Now let $\epsilon >0$ and choose, using density of the rationals, $x_i^{*}\in [x_{i},x_{i-1}]$ so that $f(x_i^{*})\geq x_i-\epsilon$.

Then

$$U(\mathcal P_0)\geq U(\mathcal P)\geq \frac{1}{n}\sum_{i=1}^{n}(x_i-\epsilon)=\frac{1}{n}\sum_{i=1}^{n}x_i-\frac{1}{n}\sum_{i=1}^{n}\epsilon\geq \frac{1}{n}\sum_{i=1}^{n}\frac{i}{n}-\epsilon =\frac{n(n+1)}{2}\frac{1}{n^{2}}-\epsilon > \frac{1}{2}-\epsilon $$

and the result follows.

Answer 4

Another solution: Suppose $\mathcal{P} = x_{0}, x_{1}, \ldots, x_{N}$. We're going to show that $U( \operatorname{id}, \mathcal{P}) - U(f, \mathcal{P}) < \epsilon $ for every $\epsilon > 0$, and so $U(f, \mathcal{P}) = U(\operatorname{id}, \mathcal{P}) \geq \frac{1}{2}$, where $\operatorname{id}$ is the identity map on $[0, 1]$. Since $f \leq \operatorname{id}$, we know trivially that $U(f, \mathcal{P}) \leq U(\operatorname{id}, \mathcal{P})$.

Note that $U(\operatorname{id}, \mathcal{P}) = \sum_{k = 1}^{N} x_{k}(x_{k} - x_{k - 1})$, since $x_{k} = \sup [x_{k - 1}, x_{k}]$ and moreover we know by the fundamental theorem of calculus that $\int_{0}^{1} x \mathrm{d}x = \frac{1}{2} \leq U(\operatorname{id}, \mathcal{P})$.

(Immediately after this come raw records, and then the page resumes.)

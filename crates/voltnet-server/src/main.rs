use std::net::SocketAddr;
use std::path::PathBuf;
use std::sync::Arc;

use axum::{
    Router, middleware,
    routing::{get, post},
};
use tower_http::cors::CorsLayer;
use tower_http::trace::TraceLayer;
use tracing::info;

use voltnet_api::auth::{self, AppState, AppStateInner};
use voltnet_api::middleware::require_auth;
use voltnet_api::{conversations, messages, notifications, profiles};

#[tokio::main]
async fn main() -> anyhow::Result<()> {
    // Load .env if present
    let _ = dotenvy::dotenv();

    // Init logging
    tracing_subscriber::fmt()
        .with_env_filter(
            tracing_subscriber::EnvFilter::try_from_default_env()
                .unwrap_or_else(|_| "voltnet=debug,tower_http=debug".into()),
        )
        .init();

    // Config
    let jwt_secret =
        std::env::var("VOLTNET_JWT_SECRET").unwrap_or_else(|_| "dev-secret-change-me".into());
    let db_path = std::env::var("VOLTNET_DB_PATH").unwrap_or_else(|_| "voltnet.db".into());
    let host = std::env::var("VOLTNET_HOST").unwrap_or_else(|_| "0.0.0.0".into());
    let port: u16 = std::env::var("VOLTNET_PORT")
        .unwrap_or_else(|_| "3000".into())
        .parse()?;

    // Init database
    let db = voltnet_db::Database::open(&PathBuf::from(&db_path))?;

    // Shared state
    let app_state: AppState = Arc::new(AppStateInner { db, jwt_secret });

    // Routes
    let public_routes = Router::new()
        .route("/auth/register", post(auth::register))
        .route("/auth/login", post(auth::login))
        .with_state(app_state.clone());

    let protected_routes = Router::new()
        .route("/conversations", post(conversations::create_conversation))
        .route("/conversations", get(conversations::list_conversations))
        .route("/conversations/{conversation_id}", get(conversations::get_conversation))
        .route("/conversations/{conversation_id}/messages", get(messages::get_messages))
        .route("/conversations/{conversation_id}/messages", post(messages::send_message))
        .route("/messages/{message_id}/read", post(messages::mark_message_read))
        .route("/messages/unread-count", get(messages::unread_message_count))
        .route("/notifications", get(notifications::list_notifications))
        .route("/notifications/read-all", post(notifications::mark_all_notifications_read))
        .route("/notifications/unread-count", get(notifications::unread_notification_count))
        .route("/notifications/{notification_id}/read", post(notifications::mark_notification_read))
        .route("/users/{user_id}/profile", get(profiles::get_profile))
        .layer(middleware::from_fn(require_auth))
        .with_state(app_state);

    let app = Router::new()
        .merge(public_routes)
        .merge(protected_routes)
        .layer(CorsLayer::permissive())
        .layer(TraceLayer::new_for_http());

    let addr: SocketAddr = format!("{}:{}", host, port).parse()?;
    info!("VoltNet server listening on {}", addr);

    let listener = tokio::net::TcpListener::bind(addr).await?;
    axum::serve(listener, app).await?;

    Ok(())
}
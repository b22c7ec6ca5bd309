use rusqlite::Connection;
use tracing::info;

use crate::StoreResult;

pub fn run(conn: &Connection) -> StoreResult<()> {
    conn.execute_batch(
        "
        CREATE TABLE IF NOT EXISTS users (
            id            TEXT PRIMARY KEY,
            username      TEXT NOT NULL UNIQUE,
            password      TEXT NOT NULL,
            display_name  TEXT NOT NULL,
            avatar_url    TEXT,
            created_at    TEXT NOT NULL DEFAULT (datetime('now'))
        );

        -- Participants are stored in canonical (lexicographic) order so the
        -- unordered pair is unique: at most one conversation per pair.
        CREATE TABLE IF NOT EXISTS conversations (
            id              TEXT PRIMARY KEY,
            participant_a   TEXT NOT NULL REFERENCES users(id),
            participant_b   TEXT NOT NULL REFERENCES users(id),
            created_at      TEXT NOT NULL DEFAULT (datetime('now')),
            UNIQUE(participant_a, participant_b),
            CHECK(participant_a < participant_b)
        );

        CREATE TABLE IF NOT EXISTS messages (
            id              TEXT PRIMARY KEY,
            conversation_id TEXT NOT NULL REFERENCES conversations(id),
            sender_id       TEXT NOT NULL REFERENCES users(id),
            body            TEXT NOT NULL,
            is_read         INTEGER NOT NULL DEFAULT 0,
            read_at         TEXT,
            created_at      TEXT NOT NULL DEFAULT (datetime('now'))
        );

        CREATE INDEX IF NOT EXISTS idx_messages_conversation
            ON messages(conversation_id, created_at);

        CREATE INDEX IF NOT EXISTS idx_messages_unread
            ON messages(conversation_id, is_read);

        CREATE TABLE IF NOT EXISTS notifications (
            id              TEXT PRIMARY KEY,
            recipient_id    TEXT NOT NULL REFERENCES users(id),
            kind            TEXT NOT NULL,
            actor_id        TEXT REFERENCES users(id),
            target_type     TEXT,
            target_id       TEXT,
            is_read         INTEGER NOT NULL DEFAULT 0,
            read_at         TEXT,
            created_at      TEXT NOT NULL DEFAULT (datetime('now'))
        );

        CREATE INDEX IF NOT EXISTS idx_notifications_recipient
            ON notifications(recipient_id, created_at);
        ",
    )?;

    info!("Database migrations complete");
    Ok(())
}
use axum::Json;
use axum::http::StatusCode;
use axum::response::{IntoResponse, Response};
use tracing::error;

use voltnet_db::StoreError;
use voltnet_types::api::ErrorBody;

/// Wraps the store taxonomy so handlers can use `?` and still produce a
/// stable HTTP mapping with a JSON error body.
#[derive(Debug)]
pub struct ApiError(pub StoreError);

impl From<StoreError> for ApiError {
    fn from(e: StoreError) -> Self {
        ApiError(e)
    }
}

impl ApiError {
    /// For failures outside the store taxonomy (join errors, hashing).
    pub fn internal(context: &str, e: impl std::fmt::Display) -> Self {
        error!("{}: {}", context, e);
        ApiError(StoreError::Transient(format!("{}: {}", context, e)))
    }
}

impl IntoResponse for ApiError {
    fn into_response(self) -> Response {
        let status = match &self.0 {
            StoreError::Validation(_) => StatusCode::BAD_REQUEST,
            StoreError::NotAuthorized => StatusCode::FORBIDDEN,
            StoreError::NotFound => StatusCode::NOT_FOUND,
            StoreError::Conflict => StatusCode::CONFLICT,
            StoreError::Transient(msg) => {
                error!("store failure: {}", msg);
                StatusCode::SERVICE_UNAVAILABLE
            }
        };

        // Client-facing message stays generic for 5xx.
        let message = match &self.0 {
            StoreError::Transient(_) => "service unavailable".to_string(),
            other => other.to_string(),
        };

        (status, Json(ErrorBody { error: message })).into_response()
    }
}

pub type ApiResult<T> = std::result::Result<T, ApiError>;

/// Await a `spawn_blocking` store call, flattening the join error.
pub async fn run_blocking<T, F>(f: F) -> ApiResult<T>
where
    F: FnOnce() -> Result<T, StoreError> + Send + 'static,
    T: Send + 'static,
{
    tokio::task::spawn_blocking(f)
        .await
        .map_err(|e| ApiError::internal("spawn_blocking join error", e))?
        .map_err(ApiError::from)
}
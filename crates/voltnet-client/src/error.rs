use thiserror::Error;

/// Client-side failure surface. Any of these rolls back pending optimistic
/// state for the operation that produced it; retry is manual, by re-invoking
/// the action.
#[derive(Debug, Clone, PartialEq, Eq, Error)]
pub enum SyncError {
    /// Network-level failure: the request never produced a server verdict.
    #[error("transport failure: {0}")]
    Transport(String),

    /// The server answered with a non-success status.
    #[error("server error {status}: {message}")]
    Server { status: u16, message: String },
}

impl SyncError {
    pub fn transport(e: impl std::fmt::Display) -> Self {
        SyncError::Transport(e.to_string())
    }
}
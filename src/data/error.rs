use std::path::PathBuf;

use thiserror::Error;

// ---------------------------------------------------------------------------
// Ingest errors
// ---------------------------------------------------------------------------

/// Why a file was rejected. Line numbers are 1-based and count only
/// non-empty lines.
#[derive(Debug, Error)]
pub enum IngestError {
    #[error("{token} is not a number (line {line})")]
    Parse { line: usize, token: String },

    #[error(transparent)]
    Structure(#[from] StructureError),

    #[error("cannot read {}: {source}", path.display())]
    Io {
        path: PathBuf,
        #[source]
        source: std::io::Error,
    },
}

/// Shape problems in an otherwise numeric table.
///
/// A file with no data lines is not one of them: it loads with zero datasets.
#[derive(Debug, Clone, PartialEq, Eq, Error)]
pub enum StructureError {
    #[error("must be at least two columns (line {line})")]
    TooFewColumns { line: usize },

    #[error("must be the same number of columns throughout the file (lines {previous} and {line})")]
    ColumnMismatch { previous: usize, line: usize },
}

// ---------------------------------------------------------------------------
// Statistics errors
// ---------------------------------------------------------------------------

#[derive(Debug, Clone, PartialEq, Eq, Error)]
pub enum StatsError {
    #[error("statistics need at least two samples, got {samples}")]
    DegenerateInput { samples: usize },
}

#[cfg(test)]
mod tests {
    use super::*;

    #[test]
    fn messages_name_the_offending_lines() {
        let err = IngestError::Parse {
            line: 4,
            token: "abc".into(),
        };
        assert_eq!(err.to_string(), "abc is not a number (line 4)");

        let err = IngestError::from(StructureError::ColumnMismatch {
            previous: 2,
            line: 3,
        });
        let msg = err.to_string();
        assert!(msg.contains("lines 2 and 3"));
    }

    #[test]
    fn degenerate_input_reports_sample_count() {
        let err = StatsError::DegenerateInput { samples: 1 };
        assert!(err.to_string().contains("got 1"));
    }
}
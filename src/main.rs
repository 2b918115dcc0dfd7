mod app;
mod color;
mod data;
mod state;
mod ui;

use std::path::PathBuf;

use app::EegViewerApp;
use clap::Parser;
use eframe::egui;

#[derive(Parser)]
#[command(name = "eeg-viewer", about = "View plain-text EEG recordings")]
struct Args {
    /// EEG text files to load at startup
    files: Vec<PathBuf>,
}

fn main() -> eframe::Result {
    env_logger::init();
    let args = Args::parse();

    let options = eframe::NativeOptions {
        viewport: egui::ViewportBuilder::default()
            .with_inner_size([1280.0, 960.0])
            .with_min_inner_size([600.0, 400.0])
            .with_drag_and_drop(true),
        ..Default::default()
    };

    eframe::run_native(
        "EEG Viewer",
        options,
        Box::new(move |_cc| Ok(Box::new(EegViewerApp::with_files(args.files)))),
    )
}
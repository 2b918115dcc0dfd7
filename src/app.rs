use std::path::PathBuf;
use std::time::Duration;

use eframe::egui;

use crate::state::{AppState, Section};
use crate::ui::{panels, plot, table};

// ---------------------------------------------------------------------------
// eframe App implementation
// ---------------------------------------------------------------------------

#[derive(Default)]
pub struct EegViewerApp {
    pub state: AppState,
}

impl EegViewerApp {
    /// Start the viewer with `files` already loaded.
    pub fn with_files(files: Vec<PathBuf>) -> Self {
        let mut app = Self::default();
        app.state.start_ingest(files);
        app
    }

    fn handle_dropped_files(&mut self, ctx: &egui::Context) {
        let dropped: Vec<PathBuf> = ctx.input(|i| {
            i.raw
                .dropped_files
                .iter()
                .filter_map(|f| f.path.clone())
                .collect()
        });
        self.state.start_ingest(dropped);
    }
}

impl eframe::App for EegViewerApp {
    fn update(&mut self, ctx: &egui::Context, _frame: &mut eframe::Frame) {
        self.handle_dropped_files(ctx);

        // Merge finished background parses; keep polling while any are out.
        self.state.poll_ingest();
        if self.state.is_loading() {
            ctx.request_repaint_after(Duration::from_millis(50));
        }

        // ---- Top panel: menu + navigation ----
        egui::TopBottomPanel::top("top_bar").show(ctx, |ui| {
            panels::top_bar(ui, &mut self.state);
        });

        // ---- Left side panel: data sets ----
        egui::SidePanel::left("dataset_panel")
            .default_width(220.0)
            .resizable(true)
            .show(ctx, |ui| {
                panels::side_panel(ui, &mut self.state);
            });

        // ---- Central panel: active section ----
        egui::CentralPanel::default().show(ctx, |ui| match self.state.section {
            Section::OpenFiles => panels::open_files_section(ui, &mut self.state),
            Section::Graphs => plot::graphs_section(ui, &self.state),
            Section::RawData => table::raw_data_section(ui, &self.state),
        });
    }
}
use eframe::egui::{self, Color32, RichText, ScrollArea, Ui};

use crate::color::dataset_color;
use crate::state::{AppState, Section};

// ---------------------------------------------------------------------------
// Top bar
// ---------------------------------------------------------------------------

/// Render the top menu / navigation bar.
pub fn top_bar(ui: &mut Ui, state: &mut AppState) {
    egui::menu::bar(ui, |ui: &mut Ui| {
        ui.menu_button("File", |ui: &mut Ui| {
            if ui.button("Open…").clicked() {
                open_file_dialog(state);
                ui.close_menu();
            }
            let can_export = !state.registry.is_empty();
            if ui
                .add_enabled(can_export, egui::Button::new("Export session…"))
                .clicked()
            {
                export_session_dialog(state);
                ui.close_menu();
            }
        });

        ui.separator();

        for section in Section::ALL {
            if ui
                .selectable_label(state.section == section, section.label())
                .clicked()
            {
                state.set_section(section);
            }
        }

        ui.separator();
        ui.label(state.status_line());

        if state.is_loading() {
            ui.spinner();
        }

        if let Some(msg) = &state.status_message {
            ui.label(RichText::new(msg).color(Color32::RED));
        }
    });
}

// ---------------------------------------------------------------------------
// Left side panel – dataset menu
// ---------------------------------------------------------------------------

/// Render the list of loaded datasets.
pub fn side_panel(ui: &mut Ui, state: &mut AppState) {
    ui.heading("Data sets");
    ui.separator();

    if state.registry.is_empty() {
        ui.label("no data sets found");
        return;
    }

    let mut clicked = None;
    ScrollArea::vertical()
        .auto_shrink([false, false])
        .show(ui, |ui: &mut Ui| {
            for (idx, ds) in state.registry.iter().enumerate() {
                let text = RichText::new(&ds.name).color(dataset_color(idx));
                if ui.selectable_label(state.current == Some(idx), text).clicked() {
                    clicked = Some(idx);
                }
            }
        });

    if let Some(idx) = clicked {
        state.select_dataset(idx);
    }
}

// ---------------------------------------------------------------------------
// Open Files section – drop hint and per-file reports
// ---------------------------------------------------------------------------

pub fn open_files_section(ui: &mut Ui, state: &mut AppState) {
    ui.vertical_centered(|ui: &mut Ui| {
        ui.add_space(24.0);
        ui.heading("Drop EEG text files here");
        ui.label("or");
        if ui.button("Browse…").clicked() {
            open_file_dialog(state);
        }
        ui.add_space(16.0);
    });

    if state.reports.is_empty() {
        return;
    }

    let mut dismissed = None;
    ScrollArea::vertical().show(ui, |ui: &mut Ui| {
        for (i, report) in state.reports.iter().enumerate() {
            let fill = if report.is_ok() {
                Color32::from_rgb(40, 167, 69)
            } else {
                Color32::from_rgb(220, 53, 69)
            };
            egui::Frame::group(ui.style()).fill(fill).show(ui, |ui: &mut Ui| {
                ui.horizontal(|ui: &mut Ui| {
                    ui.label(RichText::new(report.message()).color(Color32::WHITE));
                    ui.with_layout(egui::Layout::right_to_left(egui::Align::Center), |ui| {
                        if ui.small_button("x").clicked() {
                            dismissed = Some(i);
                        }
                    });
                });
            });
        }
    });

    if let Some(i) = dismissed {
        state.dismiss_report(i);
    }
    if ui.button("OK").clicked() {
        state.clear_reports();
    }
}

// ---------------------------------------------------------------------------
// File dialogs
// ---------------------------------------------------------------------------

pub fn open_file_dialog(state: &mut AppState) {
    let files = rfd::FileDialog::new()
        .set_title("Open EEG data")
        .add_filter("EEG data", &["txt"])
        .pick_files();

    if let Some(paths) = files {
        state.start_ingest(paths);
    }
}

fn export_session_dialog(state: &mut AppState) {
    let file = rfd::FileDialog::new()
        .set_title("Export session")
        .add_filter("JSON", &["json"])
        .set_file_name("session.json")
        .save_file();

    if let Some(path) = file {
        match state.export_session(&path) {
            Ok(()) => state.status_message = None,
            Err(e) => {
                log::error!("Failed to export session: {e:#}");
                state.status_message = Some(format!("Error: {e:#}"));
            }
        }
    }
}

Fix $\epsilon > 0$, and recall that $\mathbb{Q}$ is dense, so for every $x_{k}$, there exists a rational number $q_{k} \in [x_{k - 1}, x_{k}]$ such that $x_{k} - q_{k} < \frac{\epsilon}{N}$. Moreover, note that $q_{k} \leq \sup(\mathbb{Q} \cap [x_{k - 1}, x_{k}])$. Thus \begin{align*} U(\operatorname{id}, \mathcal{P}) - U(f, \mathcal{P}) & = \left( \sum_{k = 1}^{N} x_{k} (x_{k} - x_{k - 1}) \right) - \left( \sum_{k = 1}^{N} \sup(\mathbb{Q} \cap [x_{k - 1}, x_{k}]) (x_{k} - x_{k - 1}) \right) \\ & = \sum_{k = 1}^{N} \left( x_{k} - \sup(\mathbb{Q} \cap [x_{k - 1}, x_{k}]) \right) (x_{k} - x_{k - 1}) \\ & \leq \sum_{k = 1}^{N} (x_{k} - q_{k})(x_{k} - x_{k - 1}) \\ & < \sum_{k = 1}^{N} \frac{\epsilon}{N} (x_{k} - x_{k - 1}) \\ & = \epsilon \sum_{k = 1}^{N} (x_{k} - x_{k - 1}) \\ & = \epsilon \\ \Rightarrow U( \operatorname{id}, \mathcal{P}) - \epsilon & < U(f, \mathcal{P}) \\ \Rightarrow U(\operatorname{id}, \mathcal{P}) & \leq U(f, \mathcal{P}) . \end{align*}

The last inequality follows because we showed this for all $\epsilon > 0$. Having established both sides of the inequality, we conclude that $U(f, \mathcal{P}) = U(\operatorname{id}, \mathcal{P}) \geq \frac{1}{2}$.